UM DESABAFO DE UM JOVEM CRIMINALISTA

por Entre o Abuso e o Abandono

Escrito por Gabriel Cardoso

Venho do Direito, mas não me bastam as liturgias das formas. Há dias em que sinto que a Justiça perdeu a venda deliberadamente, há dias que tenho certeza, como se tivesse se transformado num ritual de poder, mais preocupada na  autopreservação do que em proteger o que é vivo. Nos corredores de mármore, onde a voz pesa conforme o cargo e a toga confere autoridade estética à indiferença, o humano se dissolve entre carimbos, protocolos e precedentes. 

Vejo o sofrimento ser reduzido a termo.  Vejo o sofrimento ser reduzido a peça documental. Vejo o abuso ganhar roupagem de rotina. Vejo o abandono ostentar o selo do Estado e o cinismo ser confundido com prudência, a reserva do possível, possivelmente violenta, possivelmente torturadora.
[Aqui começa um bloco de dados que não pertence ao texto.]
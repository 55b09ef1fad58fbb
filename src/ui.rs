//! Interface de terminal do huntdesk: saída colorida e barra de progresso.
//!
//! Usa a crate `console` para estilização com cores e `indicatif` para a
//! barra de progresso do backfill.

use std::collections::BTreeMap;

use chrono::Duration;
use console::Style;
use indicatif::{ProgressBar, ProgressStyle};

use huntdesk::audit::{AuditEntry, BackfillReport};
use huntdesk::hooks::Notification;
use huntdesk::stats::{DurationReport, EditorWorkload, Inbox, StatusBreakdown, StatusTimeline};
use huntdesk::testsolve::GuessOutcome;
use huntdesk::tracker::TransitionOutcome;
use huntdesk::workflow::{Role, Status, TransitionOption, WorkflowEngine};

/// Estilos usados em toda a saída do terminal.
pub struct Painter {
    green: Style,
    red: Style,
    yellow: Style,
    cyan: Style,
    dim: Style,
    bold: Style,
}

impl Default for Painter {
    fn default() -> Self {
        Self {
            green: Style::new().green().bold(),
            red: Style::new().red().bold(),
            yellow: Style::new().yellow(),
            cyan: Style::new().cyan(),
            dim: Style::new().dim(),
            bold: Style::new().bold(),
        }
    }
}

fn hours(d: Duration) -> String {
    format!("{:.1}h", d.num_minutes() as f64 / 60.0)
}

impl Painter {
    /// Lista os status com código, nome e responsável.
    pub fn statuses(&self, engine: &WorkflowEngine) {
        for status in huntdesk::workflow::STATUSES {
            println!(
                "{:>3}  {:<2}  {:<34} {}",
                status.rank(),
                self.cyan.apply_to(status.code()),
                status.display_name(),
                self.dim.apply_to(engine.blocker(*status))
            );
        }
    }

    /// Mostra o responsável e as transições oferecidas para um código.
    pub fn transitions(&self, code: &str, engine: &WorkflowEngine) {
        let display = huntdesk::workflow::status::display_of(code);
        println!(
            "{} ({}) is blocked on {}",
            self.bold.apply_to(display),
            code,
            self.yellow.apply_to(engine.blocker_of(code))
        );
        let offered = engine.transitions_of(code);
        if offered.is_empty() {
            println!("  {}", self.dim.apply_to("no transitions"));
        }
        for t in offered {
            println!("  → {:<2} {}", self.cyan.apply_to(t.to.code()), t.label);
        }
    }

    pub fn options(&self, options: &[TransitionOption]) {
        for option in options {
            println!(
                "  → {:<2} {} ({})",
                self.cyan.apply_to(option.status.code()),
                option.description,
                self.dim.apply_to(option.status_display)
            );
        }
    }

    pub fn created(&self, id: u64, name: &str) {
        println!("  {} Created puzzle {id}: {name}", self.green.apply_to("✓"));
    }

    /// Exibe o resultado de uma mudança de status e as notificações geradas.
    pub fn outcome(&self, outcome: &TransitionOutcome) {
        match &outcome.change {
            Some(change) => println!(
                "  {} {} → {}",
                self.green.apply_to("✓"),
                change.from.display_name(),
                self.bold.apply_to(change.to.display_name())
            ),
            None => println!("  {} Status unchanged", self.dim.apply_to("·")),
        }
        for notification in &outcome.notifications {
            self.notification(notification);
        }
    }

    fn notification(&self, notification: &Notification) {
        println!(
            "  {} {} → {}",
            self.yellow.apply_to("✉"),
            notification.subject,
            notification.recipients.join(", ")
        );
    }

    /// Imprime o histórico de um puzzle, destacando mudanças de status.
    pub fn history(&self, entries: &[&AuditEntry]) {
        for entry in entries {
            let when = entry.timestamp.format("%Y-%m-%d %H:%M");
            let who = if entry.is_system {
                self.dim.apply_to(entry.author.as_str())
            } else {
                self.bold.apply_to(entry.author.as_str())
            };
            print!("{when}  {who}");
            if let Some(tag) = &entry.status_change {
                print!("  [{}]", self.cyan.apply_to(tag.display_name()));
            }
            if let Some(session) = entry.testsolve_session {
                print!("  {}", self.dim.apply_to(format!("session #{session}")));
            }
            if !entry.content.is_empty() {
                print!("  {}", entry.content);
            }
            println!();
        }
    }

    pub fn inbox(&self, user: &str, inbox: &Inbox) {
        if inbox.is_empty() {
            println!("  {} Nothing is blocked on {user}", self.green.apply_to("✓"));
            return;
        }
        let groups = [
            (Role::Authors, &inbox.authoring),
            (Role::Editors, &inbox.editing),
            (Role::Factcheckers, &inbox.factchecking),
            (Role::Postprodders, &inbox.postprodding),
        ];
        for (role, ids) in groups {
            if !ids.is_empty() {
                let ids: Vec<String> = ids.iter().map(|id| format!("#{id}")).collect();
                println!("  {:<13} {}", self.yellow.apply_to(role), ids.join(" "));
            }
        }
    }

    /// Tabela de contagem por status e tag, seguida dos totais de progresso.
    pub fn breakdown(&self, breakdown: &StatusBreakdown, tags: &[String]) {
        print!("{:<34} {:>5}", self.bold.apply_to("Status"), "All");
        for tag in tags {
            print!(" {tag:>10}");
        }
        println!(" {:>5}", "Rest");

        for row in &breakdown.rows {
            print!("{:<34} {:>5}", row.display, row.count);
            for tag in tags {
                print!(" {:>10}", row.tag_counts.get(tag).copied().unwrap_or(0));
            }
            println!(" {:>5}", row.rest);
        }

        println!();
        println!("Past writing:     {}", self.green.apply_to(breakdown.past_writing));
        println!("Past testsolving: {}", self.green.apply_to(breakdown.past_testsolving));
        for violation in &breakdown.violations {
            println!("  {} {violation}", self.red.apply_to("!"));
        }
    }

    /// Resumo textual do gráfico: a última amostra por status.
    pub fn timeline(&self, timeline: &StatusTimeline) {
        let Some(last) = timeline.samples.last() else {
            println!("  {}", self.dim.apply_to("no status history yet"));
            return;
        };
        let first = timeline.samples[0].at.format("%Y-%m-%d");
        println!(
            "{} samples from {first} to {}",
            timeline.samples.len(),
            last.at.format("%Y-%m-%d")
        );
        for (label, count) in timeline.labels.iter().zip(&last.counts) {
            if *count > 0 {
                println!("  {label:<34} {count:>5}");
            }
        }
        match timeline.target_count {
            Some(target) => println!(
                "  {:<34} {:>5} / {target}",
                self.bold.apply_to("Total"),
                last.total()
            ),
            None => println!("  {:<34} {:>5}", self.bold.apply_to("Total"), last.total()),
        }
    }

    pub fn durations(&self, report: &DurationReport) {
        for d in &report.per_status {
            println!(
                "{:<34} {:>10}  {}",
                d.status.display_name(),
                hours(d.total),
                self.dim.apply_to(format!("{} puzzles", d.puzzles))
            );
        }
        println!();
        println!("Pre-testsolving:  {}", self.cyan.apply_to(hours(report.pre_testsolving)));
        println!("Post-testsolving: {}", self.cyan.apply_to(hours(report.post_testsolving)));
        for violation in &report.violations {
            println!("  {} {violation}", self.red.apply_to("!"));
        }
    }

    pub fn workload(&self, workload: &BTreeMap<String, EditorWorkload>) {
        println!(
            "{:<16} {:>4} {:>5} {:>5} {:>5} {:>5} {:>5}",
            self.bold.apply_to("Editor"),
            "All",
            "Pre",
            "Post",
            "Done",
            "Def",
            "Dead"
        );
        for (editor, w) in workload {
            println!(
                "{editor:<16} {:>4} {:>5} {:>5} {:>5} {:>5} {:>5}",
                w.all, w.pre_testsolving, w.post_testsolving, w.done, w.deferred, w.dead
            );
        }
    }

    pub fn guess(&self, outcome: &GuessOutcome) {
        let mark = if outcome.correct {
            self.green.apply_to("✓")
        } else {
            self.red.apply_to("✗")
        };
        println!("  {mark} {}", outcome.comment);
    }

    pub fn subscribed(&self, status: Status, added: bool) {
        if added {
            println!(
                "  {} Subscribed to {}",
                self.green.apply_to("✓"),
                status.display_name()
            );
        } else {
            println!(
                "  {} Already subscribed to {}",
                self.dim.apply_to("·"),
                status.display_name()
            );
        }
    }

    pub fn ok(&self, message: &str) {
        println!("  {} {message}", self.green.apply_to("✓"));
    }

    pub fn backfill_report(&self, report: &BackfillReport) {
        for update in &report.updated {
            println!(
                "  {} Puzzle #{}: {} → {}",
                self.yellow.apply_to("↻"),
                update.puzzle_id,
                update.old.to_rfc3339(),
                update.new.to_rfc3339()
            );
        }
        for failure in &report.failures {
            println!(
                "  {} Puzzle #{}: {}",
                self.red.apply_to("✗"),
                failure.puzzle_id,
                failure.reason
            );
        }
        println!(
            "  {} updated, {} unchanged, {} failed",
            self.green.apply_to(report.updated.len()),
            report.unchanged.len(),
            self.red.apply_to(report.failures.len())
        );
    }
}

/// Barra de progresso do backfill, um passo por puzzle.
pub struct BackfillProgress {
    // Barra do indicatif.
    pb: ProgressBar,
}

impl BackfillProgress {
    /// Cria a barra com o total de puzzles a verificar.
    pub fn start(total: usize) -> Self {
        let pb = ProgressBar::new(total as u64);
        let style = ProgressStyle::with_template("{bar:30.cyan/blue} {pos}/{len} {msg}")
            .unwrap_or_else(|_| ProgressStyle::default_bar());
        pb.set_style(style);
        Self { pb }
    }

    /// Avança um puzzle.
    pub fn tick(&self, puzzle_id: u64) {
        self.pb.set_message(format!("puzzle #{puzzle_id}"));
        self.pb.inc(1);
    }

    pub fn finish(&self) {
        self.pb.finish_and_clear();
    }
}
Recuso o tecnicismo que mascara pela indiferença, o formalismo que protege a omissão e o discurso que celebra a neutralidade enquanto pactua com a violência. A neutralidade, em contextos de desigualdade, é eufemismo para o consentimento da opressão. Não quero ser o executor obediente de um sistema que desumaniza; quero ser o atrito, o ruído, o corpo estranho na engrenagem que insiste em triturar pessoas.

O Direito que não se inquieta é cúmplice; a defesa que não se indigna é enfeite. O sistema de justiça tornou-se uma sofisticada coreografia da exclusão: uma máquina que simula racionalidade enquanto distribui castigo. 

A linguagem jurídica, se não for atravessada por carne, se torna apenas ruído burocrático. 

Quero um Direito que olhe para o abuso e o abandono sem desviar o rosto. Que não estetize a dor, nem normalize o sofrimento. Um Direito que reconheça a urgência de um olhar ético que não se encerre na sentença, que não confunda repressão com justiça, que não se acomode na frieza de seus códigos. Um Direito que lembre que a dignidade não é tese, mas vidas. 

Escrevo por raiva e por amor, ambos, quando autênticos, nascem do mesmo lugar: da recusa em aceitar o inaceitável. Escrevo para quem ainda acredita que o pensamento é uma forma de ação, e que a palavra pode empurrar o mundo alguns milímetros na direção do humano. 

Não escrevi esse texto para convencer. Escrevi para perturbar. 

E eu, como tantos outros, continuo aqui — entre o abuso e o abandono — tentando lembrar que, às vezes, o gesto mais radical é simplesmente não se acostumar.